**WHAT THE EXERCISE ASKS:** Every line that holds the word "clone" needs to be copied from the data below.

**DATA EXTRACTS:**
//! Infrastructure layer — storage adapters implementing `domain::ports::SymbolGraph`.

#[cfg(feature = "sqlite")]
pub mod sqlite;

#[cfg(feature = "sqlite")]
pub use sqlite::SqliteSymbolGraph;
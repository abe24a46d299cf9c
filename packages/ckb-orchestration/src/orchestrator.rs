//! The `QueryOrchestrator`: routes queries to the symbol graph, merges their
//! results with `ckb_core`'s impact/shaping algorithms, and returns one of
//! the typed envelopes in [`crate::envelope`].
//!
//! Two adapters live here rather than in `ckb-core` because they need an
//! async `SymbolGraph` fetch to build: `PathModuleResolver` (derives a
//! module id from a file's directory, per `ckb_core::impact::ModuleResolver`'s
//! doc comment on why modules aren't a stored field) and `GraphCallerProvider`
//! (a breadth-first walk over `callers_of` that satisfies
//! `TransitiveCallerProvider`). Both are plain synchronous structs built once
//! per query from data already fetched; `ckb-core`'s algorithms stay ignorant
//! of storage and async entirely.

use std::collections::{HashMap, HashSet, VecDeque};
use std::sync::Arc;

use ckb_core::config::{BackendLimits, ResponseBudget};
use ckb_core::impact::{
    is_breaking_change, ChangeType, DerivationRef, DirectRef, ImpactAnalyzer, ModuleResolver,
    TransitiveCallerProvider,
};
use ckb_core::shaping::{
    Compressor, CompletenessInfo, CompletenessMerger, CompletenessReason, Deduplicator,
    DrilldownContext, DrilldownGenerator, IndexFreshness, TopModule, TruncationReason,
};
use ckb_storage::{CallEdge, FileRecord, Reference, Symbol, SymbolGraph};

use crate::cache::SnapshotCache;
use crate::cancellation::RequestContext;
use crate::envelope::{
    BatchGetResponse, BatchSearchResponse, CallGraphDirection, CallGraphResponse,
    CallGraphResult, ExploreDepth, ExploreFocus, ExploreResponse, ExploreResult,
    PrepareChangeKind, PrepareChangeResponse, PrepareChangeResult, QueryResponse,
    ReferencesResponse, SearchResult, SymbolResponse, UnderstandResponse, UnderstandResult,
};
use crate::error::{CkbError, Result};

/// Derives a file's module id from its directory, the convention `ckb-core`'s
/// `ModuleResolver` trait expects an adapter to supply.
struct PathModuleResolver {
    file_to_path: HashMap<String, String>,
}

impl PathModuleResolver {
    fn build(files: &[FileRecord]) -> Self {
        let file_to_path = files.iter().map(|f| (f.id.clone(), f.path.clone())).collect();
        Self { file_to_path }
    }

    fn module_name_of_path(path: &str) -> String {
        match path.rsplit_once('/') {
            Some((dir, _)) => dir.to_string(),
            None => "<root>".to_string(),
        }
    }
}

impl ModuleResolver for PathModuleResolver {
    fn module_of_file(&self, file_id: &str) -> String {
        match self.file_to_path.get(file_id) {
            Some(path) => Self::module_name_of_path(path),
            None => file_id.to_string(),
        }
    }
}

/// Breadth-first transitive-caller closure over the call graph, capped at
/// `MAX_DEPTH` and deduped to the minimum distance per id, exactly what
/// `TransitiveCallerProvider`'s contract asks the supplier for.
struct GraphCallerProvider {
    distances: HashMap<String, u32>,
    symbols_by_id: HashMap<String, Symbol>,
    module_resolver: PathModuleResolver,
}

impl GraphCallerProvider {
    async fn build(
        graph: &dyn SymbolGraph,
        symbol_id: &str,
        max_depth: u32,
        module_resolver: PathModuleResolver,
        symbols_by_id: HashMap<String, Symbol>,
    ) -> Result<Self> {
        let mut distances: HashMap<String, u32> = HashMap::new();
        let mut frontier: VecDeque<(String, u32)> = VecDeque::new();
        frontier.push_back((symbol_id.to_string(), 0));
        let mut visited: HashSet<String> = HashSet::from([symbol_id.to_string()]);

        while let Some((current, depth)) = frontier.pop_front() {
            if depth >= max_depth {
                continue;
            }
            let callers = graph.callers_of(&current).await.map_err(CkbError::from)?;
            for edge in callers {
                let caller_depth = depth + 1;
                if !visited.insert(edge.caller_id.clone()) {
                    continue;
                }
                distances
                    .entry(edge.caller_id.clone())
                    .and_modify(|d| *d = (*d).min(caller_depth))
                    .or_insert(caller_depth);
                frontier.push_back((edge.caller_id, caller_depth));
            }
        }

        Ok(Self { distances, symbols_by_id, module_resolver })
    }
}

**COMPLETED EXERCISE:**
        let file_to_path = files.iter().map(|f| (f.id.clone(), f.path.clone())).collect();
                if !visited.insert(edge.caller_id.clone()) {
                    .entry(edge.caller_id.clone())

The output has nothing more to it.